==== Records for this task ====

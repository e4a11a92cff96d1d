//! Day-bucketed metric rollups.
//!
//! Both rollups are pure projections of their subject's current aggregate
//! state into a bucket keyed by `floor(timestamp / 86400)`. Snapshot fields
//! are idempotently overwritten, never summed, so re-processing the same
//! event leaves the bucket in the same final state.

use rust_decimal::Decimal;

use symbiont_core::constants::{day_index, day_start};
use symbiont_core::entities::{DailyProtocolMetric, DailyVaultMetric, Protocol, Vault};
use symbiont_core::error::DomainResult;
use symbiont_core::ports::{EntityStore, EntityStoreExt};

/// Overwrite the vault's day bucket with its current aggregate state.
pub async fn update_daily_vault_metric(
    store: &dyn EntityStore,
    vault: &Vault,
    timestamp: i64,
) -> DomainResult<()> {
    let day = day_index(timestamp);
    let id = DailyVaultMetric::id_for(&vault.id, day);

    let mut metric = store
        .load_or_init::<DailyVaultMetric, _>(&id, || DailyVaultMetric {
            id: id.clone(),
            vault: vault.id.clone(),
            day,
            deposits_count: 0,
            deposits_volume: Decimal::ZERO,
            withdrawals_count: 0,
            withdrawals_volume: Decimal::ZERO,
            total_staked: Decimal::ZERO,
            total_shares: Decimal::ZERO,
            user_count: 0,
            timestamp: day_start(timestamp),
        })
        .await?;

    metric.total_staked = vault.total_staked;
    metric.total_shares = vault.total_shares;
    metric.user_count = vault.user_count;
    store.put(&metric).await?;

    Ok(())
}

/// Overwrite the protocol's day bucket with its current totals.
pub async fn update_daily_protocol_metric(
    store: &dyn EntityStore,
    protocol: &Protocol,
    timestamp: i64,
) -> DomainResult<()> {
    let day = day_index(timestamp);
    let id = DailyProtocolMetric::id_for(day);

    let mut metric = store
        .load_or_init::<DailyProtocolMetric, _>(&id, || DailyProtocolMetric {
            id: id.clone(),
            day,
            total_tvl: Decimal::ZERO,
            total_vaults: 0,
            total_operators: 0,
            total_networks: 0,
            total_users: 0,
            timestamp: day_start(timestamp),
        })
        .await?;

    metric.total_tvl = protocol.total_tvl;
    metric.total_vaults = protocol.total_vaults;
    metric.total_operators = protocol.total_operators;
    metric.total_networks = protocol.total_networks;
    store.put(&metric).await?;

    Ok(())
}
//! Storage layer for the Symbiont aggregation engine.
//!
//! This crate provides implementations of the [`EntityStore`] port defined
//! in `symbiont-core`:
//!
//! - [`postgres`] - durable store backed by a single JSONB-document table,
//!   with connection pooling and migrations
//! - [`memory`] - in-memory store for tests and dry-run replays
//!
//! # Usage
//!
//! ```ignore
//! use symbiont_storage::{Database, DatabaseConfig, PgEntityStore};
//!
//! let config = DatabaseConfig::for_engine(&database_url);
//! let db = Database::connect(&config).await?;
//! db.migrate().await?;
//!
//! let store = Arc::new(PgEntityStore::new(&db));
//! ```
//!
//! [`EntityStore`]: symbiont_core::ports::EntityStore

pub mod memory;
pub mod postgres;

pub use memory::InMemoryEntityStore;
pub use postgres::{Database, DatabaseConfig, PgEntityStore, PurgeStats};
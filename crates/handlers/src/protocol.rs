//! Protocol singleton - lazily-initialized protocol-wide aggregate.
//!
//! Every handler that changes a protocol-wide count goes through
//! [`ensure_protocol`] rather than caching a reference; the singleton is
//! keyed by a fixed constant id in the entity store, no global variable.

use rust_decimal::Decimal;

use symbiont_core::constants::{
    DELEGATOR_FACTORY_ADDRESS, NETWORK_REGISTRY_ADDRESS, OPERATOR_REGISTRY_ADDRESS, PROTOCOL_ID,
    SLASHER_FACTORY_ADDRESS, VAULT_CONFIGURATOR_ADDRESS, VAULT_FACTORY_ADDRESS,
};
use symbiont_core::entities::Protocol;
use symbiont_core::error::{DomainError, DomainResult};
use symbiont_core::models::Address;
use symbiont_core::ports::{EntityStore, EntityStoreExt};

/// Load the protocol singleton, creating and persisting it on first use.
///
/// If the singleton is absent, all counters start at zero and the contract
/// addresses are seeded from the configured constants, with both timestamps
/// stamped from `timestamp`. If present it is returned unmodified; bumping
/// `updated_at` after a mutation is the caller's responsibility.
pub async fn ensure_protocol(store: &dyn EntityStore, timestamp: i64) -> DomainResult<Protocol> {
    if let Some(protocol) = store.get::<Protocol>(PROTOCOL_ID).await? {
        return Ok(protocol);
    }

    let protocol = Protocol {
        id: PROTOCOL_ID.to_string(),
        vault_factory_address: known_address(VAULT_FACTORY_ADDRESS)?,
        delegator_factory_address: known_address(DELEGATOR_FACTORY_ADDRESS)?,
        slasher_factory_address: known_address(SLASHER_FACTORY_ADDRESS)?,
        network_registry_address: known_address(NETWORK_REGISTRY_ADDRESS)?,
        operator_registry_address: known_address(OPERATOR_REGISTRY_ADDRESS)?,
        vault_configurator_address: known_address(VAULT_CONFIGURATOR_ADDRESS)?,
        total_vaults: 0,
        total_operators: 0,
        total_networks: 0,
        total_tvl: Decimal::ZERO,
        created_at: timestamp,
        updated_at: timestamp,
    };
    store.put(&protocol).await?;

    Ok(protocol)
}

fn known_address(hex: &str) -> DomainResult<Address> {
    Address::from_hex(hex).map_err(|_| DomainError::InvalidAddress(hex.to_string()))
}
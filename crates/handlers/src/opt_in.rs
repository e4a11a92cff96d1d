//! Handlers for opt-in toggle events.
//!
//! The opt-in record itself is authoritative: it is created or updated
//! unconditionally. Counter updates on the two related entities are
//! best-effort - a counterpart that does not exist yet is skipped without
//! error, and its counter is never retroactively reconciled.
//!
//! Counters move per *event*, not per flag transition: two consecutive
//! events carrying the same boolean move the counter twice. This matches
//! the observed upstream behavior (see DESIGN.md).

use async_trait::async_trait;
use tracing::debug;

use symbiont_core::entities::{
    Network, Operator, OperatorNetworkOptIn, Vault, VaultOperatorOptIn,
};
use symbiont_core::error::{DomainError, DomainResult};
use symbiont_core::models::{EventKind, EventPayload, StakingEvent};
use symbiont_core::ports::{EntityStoreExt, EventHandler, HandlerContext};

fn counter_delta(is_opted_in: bool) -> i64 {
    if is_opted_in {
        1
    } else {
        -1
    }
}

// =============================================================================
// Operator ↔ Network
// =============================================================================

/// Handler for `OptIn` events from the operator-network opt-in service.
pub struct OperatorNetworkOptInHandler;

#[async_trait]
impl EventHandler for OperatorNetworkOptInHandler {
    fn name(&self) -> &'static str {
        "operator_network_opt_in"
    }

    fn kinds(&self) -> &'static [EventKind] {
        &[EventKind::OperatorNetworkOptIn]
    }

    async fn handle(&self, event: &StakingEvent, ctx: &HandlerContext) -> DomainResult<()> {
        let EventPayload::OperatorNetworkOptIn(payload) = &event.payload else {
            return Err(DomainError::DecodingError(format!(
                "operator_network_opt_in handler received {}",
                event.kind()
            )));
        };
        let meta = &event.meta;
        let store = ctx.store.as_ref();

        let id = OperatorNetworkOptIn::id_for(&payload.operator, &payload.network);
        let mut opt_in = store
            .load_or_init::<OperatorNetworkOptIn, _>(&id, || OperatorNetworkOptIn {
                id: id.clone(),
                operator: payload.operator.to_hex(),
                network: payload.network.to_hex(),
                is_opted_in: false,
                created_at: meta.timestamp,
                created_at_block: meta.block_number,
                updated_at: meta.timestamp,
                updated_at_block: meta.block_number,
            })
            .await?;
        opt_in.is_opted_in = payload.is_opted_in;
        opt_in.updated_at = meta.timestamp;
        opt_in.updated_at_block = meta.block_number;
        store.put(&opt_in).await?;

        let delta = counter_delta(payload.is_opted_in);

        // Best-effort counter updates on both sides of the relationship.
        match store
            .get::<Operator>(&Operator::id_for(&payload.operator))
            .await?
        {
            Some(mut operator) => {
                operator.network_count += delta;
                operator.updated_at = meta.timestamp;
                store.put(&operator).await?;
            }
            None => {
                debug!(operator = %payload.operator, "Opt-in for unknown operator, counter skipped");
            }
        }

        match store.get::<Network>(&Network::id_for(&payload.network)).await? {
            Some(mut network) => {
                network.operator_count += delta;
                network.updated_at = meta.timestamp;
                store.put(&network).await?;
            }
            None => {
                debug!(network = %payload.network, "Opt-in for unknown network, counter skipped");
            }
        }

        Ok(())
    }
}

// =============================================================================
// Operator ↔ Vault
// =============================================================================

/// Handler for `OptIn` events from the operator-vault opt-in service.
pub struct OperatorVaultOptInHandler;

#[async_trait]
impl EventHandler for OperatorVaultOptInHandler {
    fn name(&self) -> &'static str {
        "operator_vault_opt_in"
    }

    fn kinds(&self) -> &'static [EventKind] {
        &[EventKind::OperatorVaultOptIn]
    }

    async fn handle(&self, event: &StakingEvent, ctx: &HandlerContext) -> DomainResult<()> {
        let EventPayload::OperatorVaultOptIn(payload) = &event.payload else {
            return Err(DomainError::DecodingError(format!(
                "operator_vault_opt_in handler received {}",
                event.kind()
            )));
        };
        let meta = &event.meta;
        let store = ctx.store.as_ref();

        let id = VaultOperatorOptIn::id_for(&payload.vault, &payload.operator);
        let mut opt_in = store
            .load_or_init::<VaultOperatorOptIn, _>(&id, || VaultOperatorOptIn {
                id: id.clone(),
                vault: payload.vault.to_hex(),
                operator: payload.operator.to_hex(),
                is_opted_in: false,
                created_at: meta.timestamp,
                created_at_block: meta.block_number,
                updated_at: meta.timestamp,
                updated_at_block: meta.block_number,
            })
            .await?;
        opt_in.is_opted_in = payload.is_opted_in;
        opt_in.updated_at = meta.timestamp;
        opt_in.updated_at_block = meta.block_number;
        store.put(&opt_in).await?;

        let delta = counter_delta(payload.is_opted_in);

        match store
            .get::<Operator>(&Operator::id_for(&payload.operator))
            .await?
        {
            Some(mut operator) => {
                operator.vault_count += delta;
                operator.updated_at = meta.timestamp;
                store.put(&operator).await?;
            }
            None => {
                debug!(operator = %payload.operator, "Opt-in for unknown operator, counter skipped");
            }
        }

        match store.get::<Vault>(&Vault::id_for(&payload.vault)).await? {
            Some(mut vault) => {
                vault.operator_count += delta;
                vault.updated_at = meta.timestamp;
                store.put(&vault).await?;
            }
            None => {
                debug!(vault = %payload.vault, "Opt-in for unknown vault, counter skipped");
            }
        }

        Ok(())
    }
}

#[cfg(test)]
mod tests {
    use super::*;
    use std::sync::Arc;

    use symbiont_core::models::{
        Address, EventMeta, OperatorNetworkOptIn as OperatorNetworkOptInEvent, OperatorRegistered,
        NetworkRegistered, TxHash,
    };
    use symbiont_core::ports::WatchedSources;
    use symbiont_storage::InMemoryEntityStore;

    use crate::registration::{NetworkRegistryHandler, OperatorRegistryHandler};

    fn ctx() -> HandlerContext {
        HandlerContext::new(
            Arc::new(InMemoryEntityStore::new()),
            Arc::new(WatchedSources::new()),
        )
    }

    fn meta(ts: i64, log_index: u32) -> EventMeta {
        EventMeta {
            tx_hash: TxHash::from([0x05; 32]),
            log_index,
            block_number: 7,
            timestamp: ts,
            origin: Address::from([0xee; 20]),
            tx_from: Address::from([0xff; 20]),
        }
    }

    fn opt_in_event(operator: Address, network: Address, opted: bool, ts: i64) -> StakingEvent {
        StakingEvent {
            meta: meta(ts, 0),
            payload: EventPayload::OperatorNetworkOptIn(OperatorNetworkOptInEvent {
                operator,
                network,
                is_opted_in: opted,
            }),
        }
    }

    async fn register_pair(ctx: &HandlerContext, operator: Address, network: Address) {
        let op_event = StakingEvent {
            meta: meta(0, 0),
            payload: EventPayload::OperatorRegistered(OperatorRegistered {
                operator,
                admin: Address::from([0xad; 20]),
            }),
        };
        OperatorRegistryHandler.handle(&op_event, ctx).await.unwrap();

        let net_event = StakingEvent {
            meta: meta(0, 1),
            payload: EventPayload::NetworkRegistered(NetworkRegistered {
                network,
                admin: Address::from([0xad; 20]),
            }),
        };
        NetworkRegistryHandler.handle(&net_event, ctx).await.unwrap();
    }

    // Opt-in puis opt-out: les compteurs reviennent à 0
    #[tokio::test]
    async fn test_toggle_nets_to_zero() {
        let ctx = ctx();
        let operator = Address::from([0xaa; 20]);
        let network = Address::from([0xbb; 20]);
        register_pair(&ctx, operator, network).await;

        OperatorNetworkOptInHandler
            .handle(&opt_in_event(operator, network, true, 100), &ctx)
            .await
            .unwrap();
        OperatorNetworkOptInHandler
            .handle(&opt_in_event(operator, network, false, 200), &ctx)
            .await
            .unwrap();

        let record: OperatorNetworkOptIn = ctx
            .store
            .get(&OperatorNetworkOptIn::id_for(&operator, &network))
            .await
            .unwrap()
            .unwrap();
        assert!(!record.is_opted_in);
        assert_eq!(record.created_at, 100);
        assert_eq!(record.updated_at, 200);

        let op: Operator = ctx
            .store
            .get(&Operator::id_for(&operator))
            .await
            .unwrap()
            .unwrap();
        assert_eq!(op.network_count, 0);

        let net: Network = ctx
            .store
            .get(&Network::id_for(&network))
            .await
            .unwrap()
            .unwrap();
        assert_eq!(net.operator_count, 0);
    }

    #[tokio::test]
    async fn test_single_opt_in_moves_counters_by_exactly_one() {
        let ctx = ctx();
        let operator = Address::from([0x01; 20]);
        let network = Address::from([0x02; 20]);
        register_pair(&ctx, operator, network).await;

        OperatorNetworkOptInHandler
            .handle(&opt_in_event(operator, network, true, 100), &ctx)
            .await
            .unwrap();

        let op: Operator = ctx
            .store
            .get(&Operator::id_for(&operator))
            .await
            .unwrap()
            .unwrap();
        assert_eq!(op.network_count, 1);

        let net: Network = ctx
            .store
            .get(&Network::id_for(&network))
            .await
            .unwrap()
            .unwrap();
        assert_eq!(net.operator_count, 1);
    }

    // Sémantique par événement préservée: deux `true` consécutifs comptent deux fois
    #[tokio::test]
    async fn test_repeated_same_flag_counts_per_event() {
        let ctx = ctx();
        let operator = Address::from([0x03; 20]);
        let network = Address::from([0x04; 20]);
        register_pair(&ctx, operator, network).await;

        for ts in [100, 200] {
            OperatorNetworkOptInHandler
                .handle(&opt_in_event(operator, network, true, ts), &ctx)
                .await
                .unwrap();
        }

        let op: Operator = ctx
            .store
            .get(&Operator::id_for(&operator))
            .await
            .unwrap()
            .unwrap();
        assert_eq!(op.network_count, 2);
    }

    // Contrepartie absente: l'enregistrement d'opt-in reste autoritaire
    #[tokio::test]
    async fn test_missing_counterparts_do_not_fail() {
        let ctx = ctx();
        let operator = Address::from([0x05; 20]);
        let network = Address::from([0x06; 20]);

        OperatorNetworkOptInHandler
            .handle(&opt_in_event(operator, network, true, 100), &ctx)
            .await
            .unwrap();

        let record: Option<OperatorNetworkOptIn> = ctx
            .store
            .get(&OperatorNetworkOptIn::id_for(&operator, &network))
            .await
            .unwrap();
        assert!(record.unwrap().is_opted_in);

        let op: Option<Operator> = ctx.store.get(&Operator::id_for(&operator)).await.unwrap();
        assert!(op.is_none());
    }

    #[tokio::test]
    async fn test_vault_opt_in_updates_operator_side() {
        let ctx = ctx();
        let operator = Address::from([0x07; 20]);
        let vault = Address::from([0x08; 20]);

        let op_event = StakingEvent {
            meta: meta(0, 0),
            payload: EventPayload::OperatorRegistered(OperatorRegistered {
                operator,
                admin: Address::from([0xad; 20]),
            }),
        };
        OperatorRegistryHandler
            .handle(&op_event, &ctx)
            .await
            .unwrap();

        let event = StakingEvent {
            meta: meta(100, 0),
            payload: EventPayload::OperatorVaultOptIn(
                symbiont_core::models::OperatorVaultOptIn {
                    operator,
                    vault,
                    is_opted_in: true,
                },
            ),
        };
        OperatorVaultOptInHandler.handle(&event, &ctx).await.unwrap();

        let op: Operator = ctx
            .store
            .get(&Operator::id_for(&operator))
            .await
            .unwrap()
            .unwrap();
        assert_eq!(op.vault_count, 1);

        let record: VaultOperatorOptIn = ctx
            .store
            .get(&VaultOperatorOptIn::id_for(&vault, &operator))
            .await
            .unwrap()
            .unwrap();
        assert!(record.is_opted_in);
    }
}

====

• _Activity_
Print only what lies in the material above starting at the line with "Day-bucketed metric rollups." and ending at the line with "current aggregate state.", every line exactly as given.

• _Result of the task_
//! Day-bucketed metric rollups.
//!
//! Both rollups are pure projections of their subject's current aggregate
//! state into a bucket keyed by `floor(timestamp / 86400)`. Snapshot fields
//! are idempotently overwritten, never summed, so re-processing the same
//! event leaves the bucket in the same final state.

use rust_decimal::Decimal;

use symbiont_core::constants::{day_index, day_start};
use symbiont_core::entities::{DailyProtocolMetric, DailyVaultMetric, Protocol, Vault};
use symbiont_core::error::DomainResult;
use symbiont_core::ports::{EntityStore, EntityStoreExt};

/// Overwrite the vault's day bucket with its current aggregate state.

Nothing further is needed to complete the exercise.